My three kids return home from school at 4 p.m. and as soon as they walk through the front door they beg for snacks. I typically give them sliced apples, popcorn, or a granola bar—a small treat that will tie them over to dinner. Occasionally I like to surprise them with a special treat, like puppy chow or chocolate-covered potato chips.
Recently I surprised them with a snack I saw influencer Isabelle Bertolami feature on TikTok: a baguette filled with salted butter and squares of chocolate. Isabelle is an American mom living in France who shares surprising and delightful differences in parenting cultures between the U.S. and France. She revealed this as a classic snack French kids have in the afternoon called le goutêr.
Carbs, butter, and chocolate—this is a pairing that is obviously perfect, so I was excited to share it with my kids. They were floored. My youngest son had the biggest smile when I handed him the treat as you can see in the image above.

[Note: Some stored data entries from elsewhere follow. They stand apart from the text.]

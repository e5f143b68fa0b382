use std::sync::Arc;

use dashmap::DashMap;
use tracing::debug;
use uuid::Uuid;

const BLOB_URL_PREFIX: &str = "blob:podcast-studio/";

/// A byte buffer published under a blob URL.
#[derive(Debug, Clone)]
pub struct Blob {
    pub mime_type: String,
    pub bytes: Arc<[u8]>,
}

/// Process-local table of blob URLs.
///
/// URLs stay resolvable until revoked or until the store is dropped.
/// Every call to [`BlobStore::create_object_url`] mints a fresh URL, even
/// for identical bytes.
#[derive(Debug, Default)]
pub struct BlobStore {
    blobs: DashMap<String, Blob>,
}

impl BlobStore {
    pub fn new() -> Self {
        Self::default()
    }

    pub fn create_object_url(&self, bytes: Vec<u8>, mime_type: &str) -> String {
        let url = format!("{}{}", BLOB_URL_PREFIX, Uuid::new_v4());
        debug!("Publishing {} bytes ({}) at {}", bytes.len(), mime_type, url);
        self.blobs.insert(
            url.clone(),
            Blob {
                mime_type: mime_type.to_string(),
                bytes: bytes.into(),
            },
        );
        url
    }

    pub fn resolve(&self, url: &str) -> Option<Blob> {
        self.blobs.get(url).map(|entry| entry.value().clone())
    }

    /// Release a URL. Returns whether it was live.
    pub fn revoke_object_url(&self, url: &str) -> bool {
        let removed = self.blobs.remove(url).is_some();
        if removed {
            debug!("Revoked {}", url);
        }
        removed
    }

    pub fn is_blob_url(url: &str) -> bool {
        url.starts_with(BLOB_URL_PREFIX)
    }

    pub fn len(&self) -> usize {
        self.blobs.len()
    }

    pub fn is_empty(&self) -> bool {
        self.blobs.is_empty()
    }
}
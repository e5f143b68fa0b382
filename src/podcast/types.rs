use serde::{Deserialize, Serialize};
use tracing::warn;

use super::format::{EpisodeDuration, PodcastFormat};
use super::voices::{is_known_voice, DEFAULT_SPEAKER1, DEFAULT_SPEAKER2};
use crate::error::ConfigError;

/// Themes shorter than this are too vague to ask for suggestions.
pub const MIN_THEME_LEN: usize = 5;

/// Everything the script, audio and cover-art stages need for one episode.
#[derive(Debug, Clone, PartialEq, Serialize, Deserialize)]
#[serde(rename_all = "camelCase")]
pub struct GenerationConfig {
    #[serde(default)]
    pub theme: String,
    #[serde(default)]
    pub series_title: String,
    #[serde(default = "default_speaker1")]
    pub speaker1: String,
    #[serde(default = "default_speaker2")]
    pub speaker2: String,
    #[serde(default)]
    pub duration: EpisodeDuration,
    #[serde(default)]
    pub aspects: Vec<String>,
    #[serde(default)]
    pub tones: Vec<String>,
    #[serde(default = "default_audience")]
    pub audience: String,
    #[serde(default)]
    pub ai_suggestions: Vec<String>,
    #[serde(default, skip_serializing_if = "Option::is_none")]
    pub cover_art_url: Option<String>,
    #[serde(default, skip_serializing_if = "Option::is_none")]
    pub user_idea: Option<String>,
    #[serde(default)]
    pub podcast_format: PodcastFormat,
}

fn default_speaker1() -> String {
    DEFAULT_SPEAKER1.to_string()
}

fn default_speaker2() -> String {
    DEFAULT_SPEAKER2.to_string()
}

fn default_audience() -> String {
    "Público general".to_string()
}

impl Default for GenerationConfig {
    fn default() -> Self {
        Self {
            theme: String::new(),
            series_title: String::new(),
            speaker1: default_speaker1(),
            speaker2: default_speaker2(),
            duration: EpisodeDuration::default(),
            aspects: Vec::new(),
            tones: Vec::new(),
            audience: default_audience(),
            ai_suggestions: Vec::new(),
            cover_art_url: None,
            user_idea: None,
            podcast_format: PodcastFormat::default(),
        }
    }
}

impl GenerationConfig {
    pub fn new(theme: impl Into<String>) -> Self {
        Self {
            theme: theme.into(),
            ..Self::default()
        }
    }

    /// Seed the config from a suggestion round.
    ///
    /// The series title falls back to the theme and the first two aspects
    /// and tones are preselected. Suggested ideas are offered, not chosen.
    pub fn apply_suggestions(&mut self, suggestions: &Suggestions) {
        if self.series_title.trim().is_empty() {
            self.series_title = self.theme.clone();
        }
        self.aspects = suggestions.aspects.iter().take(2).cloned().collect();
        self.tones = suggestions.tones.iter().take(2).cloned().collect();
    }

    /// The user idea, if one was given with non-blank text.
    pub fn user_idea(&self) -> Option<&str> {
        self.user_idea
            .as_deref()
            .map(str::trim)
            .filter(|idea| !idea.is_empty())
    }

    /// The chosen cover, if one was given with non-blank text.
    pub fn chosen_cover_art(&self) -> Option<&str> {
        self.cover_art_url
            .as_deref()
            .map(str::trim)
            .filter(|url| !url.is_empty())
    }

    /// Check what the script stage expects from its caller.
    pub fn validate(&self) -> Result<(), ConfigError> {
        validate_theme(&self.theme)?;
        if self.aspects.is_empty() {
            return Err(ConfigError::NoAspects);
        }
        if self.tones.is_empty() {
            return Err(ConfigError::NoTones);
        }
        for voice in [&self.speaker1, &self.speaker2] {
            if !is_known_voice(voice) {
                warn!("Voice '{}' is not in the catalog, passing it through", voice);
            }
        }
        Ok(())
    }
}

pub fn validate_theme(theme: &str) -> Result<(), ConfigError> {
    if theme.trim().chars().count() < MIN_THEME_LEN {
        return Err(ConfigError::ThemeTooShort { min: MIN_THEME_LEN });
    }
    Ok(())
}

/// Title and dialogue returned by the script stage.
#[derive(Debug, Clone, PartialEq, Eq, Serialize, Deserialize)]
pub struct ScriptResult {
    pub title: String,
    pub script: String,
}

/// Ideas returned by the suggestion stage.
#[derive(Debug, Clone, Default, PartialEq, Eq, Serialize, Deserialize)]
pub struct Suggestions {
    pub suggestions: Vec<String>,
    pub aspects: Vec<String>,
    pub tones: Vec<String>,
}

impl Suggestions {
    pub fn is_empty(&self) -> bool {
        self.suggestions.is_empty() && self.aspects.is_empty() && self.tones.is_empty()
    }
}

/// Candidate cover images, in the order the backend returned them.
#[derive(Debug, Clone, PartialEq, Eq, Serialize, Deserialize)]
pub struct CoverArtSet {
    pub images: Vec<String>,
}

impl CoverArtSet {
    pub fn new(images: Vec<String>) -> Self {
        Self { images }
    }

    /// `count` copies of the same placeholder reference.
    pub fn placeholder(reference: &str, count: usize) -> Self {
        Self {
            images: vec![reference.to_string(); count],
        }
    }

    pub fn first(&self) -> Option<&str> {
        self.select(0)
    }

    pub fn select(&self, index: usize) -> Option<&str> {
        self.images.get(index).map(String::as_str)
    }

    pub fn len(&self) -> usize {
        self.images.len()
    }

    pub fn is_empty(&self) -> bool {
        self.images.is_empty()
    }
}

/// A finished episode.
#[derive(Debug, Clone, PartialEq, Serialize, Deserialize)]
#[serde(rename_all = "camelCase")]
pub struct PodcastResult {
    pub title: String,
    pub script: String,
    pub audio_url: String,
    pub cover_art_url: String,
}

#[cfg(test)]
mod tests {
    use super::*;

    fn suggestions() -> Suggestions {
        Suggestions {
            suggestions: vec!["Entrevistar a un pionero".to_string()],
            aspects: vec!["Ética".into(), "Innovación".into(), "Historia".into()],
            tones: vec!["Optimista".into(), "Nostálgico".into(), "Crítico".into()],
        }
    }

    #[test]
    fn test_apply_suggestions_seeds_config() {
        let mut config = GenerationConfig::new("El futuro de la IA");
        config.apply_suggestions(&suggestions());

        assert_eq!(config.series_title, "El futuro de la IA");
        assert_eq!(config.aspects, vec!["Ética", "Innovación"]);
        assert_eq!(config.tones, vec!["Optimista", "Nostálgico"]);
        assert!(config.ai_suggestions.is_empty());
    }

    #[test]
    fn test_apply_suggestions_keeps_series_title() {
        let mut config = GenerationConfig::new("El futuro de la IA");
        config.series_title = "Mentes Digitales".to_string();
        config.apply_suggestions(&suggestions());
        assert_eq!(config.series_title, "Mentes Digitales");
    }

    #[test]
    fn test_validate() {
        let mut config = GenerationConfig::new("IA");
        assert_eq!(
            config.validate(),
            Err(ConfigError::ThemeTooShort { min: MIN_THEME_LEN })
        );

        config.theme = "AI ethics".to_string();
        assert_eq!(config.validate(), Err(ConfigError::NoAspects));

        config.aspects.push("Debate Ético".to_string());
        assert_eq!(config.validate(), Err(ConfigError::NoTones));

        config.tones.push("Optimista".to_string());
        assert_eq!(config.validate(), Ok(()));
    }

    #[test]
    fn test_blank_optional_fields_are_ignored() {
        let mut config = GenerationConfig::new("AI ethics");
        config.user_idea = Some("   ".to_string());
        config.cover_art_url = Some(String::new());
        assert_eq!(config.user_idea(), None);
        assert_eq!(config.chosen_cover_art(), None);
    }

    #[test]
    fn test_config_deserializes_with_defaults() {
        let config: GenerationConfig = serde_json::from_str(
            r#"{"theme": "AI ethics", "podcastFormat": "Monólogo Narrativo (Joe)"}"#,
        )
        .unwrap();

        assert_eq!(config.podcast_format, PodcastFormat::Monologue);
        assert_eq!(config.speaker1, "Kore");
        assert_eq!(config.speaker2, "Puck");
        assert_eq!(config.duration, EpisodeDuration::FiveMinutes);
        assert_eq!(config.audience, "Público general");
    }

    #[test]
    fn test_cover_art_placeholder() {
        let set = CoverArtSet::placeholder("/Podcast.avif", 4);
        assert_eq!(set.len(), 4);
        assert!(set.images.iter().all(|img| img == "/Podcast.avif"));
        assert_eq!(set.select(3), Some("/Podcast.avif"));
        assert_eq!(set.select(4), None);
    }
}
use serde::{Deserialize, Serialize};

/// One spoken line of a script
#[derive(Debug, Clone, PartialEq, Eq, Serialize, Deserialize)]
pub struct DialogueTurn {
    pub speaker: String,
    pub text: String,
}

/// Split a `Speaker: line` script into turns.
///
/// Lines without a speaker label continue the previous turn. A label is a
/// short run of word characters before the first colon.
pub fn parse_turns(script: &str) -> Vec<DialogueTurn> {
    let mut turns: Vec<DialogueTurn> = Vec::new();

    for line in script.lines().map(str::trim).filter(|l| !l.is_empty()) {
        match split_label(line) {
            Some((speaker, text)) => turns.push(DialogueTurn {
                speaker: speaker.to_string(),
                text: text.to_string(),
            }),
            None => {
                if let Some(last) = turns.last_mut() {
                    last.text.push(' ');
                    last.text.push_str(line);
                }
            }
        }
    }

    turns
}

fn split_label(line: &str) -> Option<(&str, &str)> {
    let (label, rest) = line.split_once(':')?;
    let label = label.trim();
    let is_label = !label.is_empty()
        && label.chars().count() <= 24
        && label.chars().all(|c| c.is_alphanumeric() || c == ' ' || c == '_');
    is_label.then(|| (label, rest.trim()))
}

/// Number of turns spoken by `speaker`.
pub fn count_turns(script: &str, speaker: &str) -> usize {
    parse_turns(script)
        .iter()
        .filter(|t| t.speaker == speaker)
        .count()
}

/// Whether the script opens with a speaker label.
pub fn starts_with_speaker(script: &str) -> bool {
    script
        .lines()
        .map(str::trim)
        .find(|l| !l.is_empty())
        .and_then(split_label)
        .is_some()
}

#[cfg(test)]
mod tests {
    use super::*;

    const SCRIPT: &str = "Joe: Bienvenidos a Mentes Digitales.\n\
                          Jane: Hoy hablamos de ética.\n\
                          Es un tema enorme.\n\
                          \n\
                          Joe: Empecemos: ¿qué es la IA?";

    #[test]
    fn test_parse_turns() {
        let turns = parse_turns(SCRIPT);
        assert_eq!(turns.len(), 3);
        assert_eq!(turns[0].speaker, "Joe");
        assert_eq!(turns[1].text, "Hoy hablamos de ética. Es un tema enorme.");
        assert_eq!(turns[2].text, "Empecemos: ¿qué es la IA?");
    }

    #[test]
    fn test_count_turns() {
        assert_eq!(count_turns(SCRIPT, "Joe"), 2);
        assert_eq!(count_turns(SCRIPT, "Jane"), 1);
        assert_eq!(count_turns(SCRIPT, "Bob"), 0);
    }

    #[test]
    fn test_starts_with_speaker() {
        assert!(starts_with_speaker(SCRIPT));
        assert!(!starts_with_speaker("Aquí está el guion, con comas: y más"));
        assert!(!starts_with_speaker(""));
    }
}
//! Structured-output schemas requested from the text backend.

use serde_json::{json, Value};

use crate::podcast::prompts::{ASPECT_COUNT, SUGGESTION_COUNT, TONE_COUNT};

/// `{title: string, script: string}`
pub fn script_schema() -> Value {
    json!({
        "type": "OBJECT",
        "properties": {
            "title": { "type": "STRING" },
            "script": { "type": "STRING" }
        },
        "required": ["title", "script"]
    })
}

/// `{suggestions: string[], aspects: string[], tones: string[]}`
pub fn suggestions_schema() -> Value {
    let string_array = |description: String| {
        json!({
            "type": "ARRAY",
            "items": { "type": "STRING" },
            "description": description
        })
    };

    json!({
        "type": "OBJECT",
        "properties": {
            "suggestions": string_array(format!("{} ideas de contenido breves y atractivas.", SUGGESTION_COUNT)),
            "aspects": string_array(format!("{} aspectos clave únicos y relevantes.", ASPECT_COUNT)),
            "tones": string_array(format!("{} tonos específicos para el tema.", TONE_COUNT))
        },
        "required": ["suggestions", "aspects", "tones"]
    })
}

#[cfg(test)]
mod tests {
    use super::*;

    #[test]
    fn test_script_schema_requires_both_fields() {
        let schema = script_schema();
        assert_eq!(schema["required"], json!(["title", "script"]));
        assert_eq!(schema["properties"]["script"]["type"], "STRING");
    }

    #[test]
    fn test_suggestions_schema_arrays() {
        let schema = suggestions_schema();
        for key in ["suggestions", "aspects", "tones"] {
            assert_eq!(schema["properties"][key]["type"], "ARRAY");
            assert_eq!(schema["properties"][key]["items"]["type"], "STRING");
        }
        assert!(schema["properties"]["suggestions"]["description"]
            .as_str()
            .unwrap()
            .starts_with("12 "));
    }
}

Le Goutêr Is a Beautiful and Delicious Daily Snacking Ritual
Goutêr is the French word for “to taste” and according to Isabelle, le goutêr refers to the afternoon snack French kids have to “bridge the gap between school and dinner.”
Cookbook author Dorie Greenspan described le goutêr in the New York Times: “When the hour for le goûter strikes, sometime after 4 and before 6, Parisians young and old can be found in cafes and tea parlors tucking into sweets of every sort, or lining up outside neighborhood pastry shops to turn over their coins for a chocolate-filled croissant, a thick slice of brioche slathered with almond cream or a fat meringue that will leave crumbs and shards in the folds of their mufflers.”
This sounds like a magical food ritual that I needed to experience with my kids. Here’s how I made the treat and my kids’ honest reactions.
How I Made This 3-Ingredient Classic French Snack
You’ll need a baguette, salted butter—I didn’t have any so I used unsalted with a generous sprinkle of kosher salt—and a milk chocolate. Split the baguette lengthwise, and smear a generous layer of butter on the bread. I did both cut sides.
Break the chocolate bar into smaller squares and line them up on one side. Close the sandwich. That’s it! The whole thing took me less than two minutes.
My kids are now in love with the ritual of le goutêr. Here are their honest reactions:
“I was born in the wrong country!”
“Are we having le goutêr tomorrow too?”
“We should get salted butter.”
They go back to school this week and I think this sweet le goutêr will be a regular part of our school year. This is just the kind of joie de vivre our family loves—we are making it a Quinn family ritual.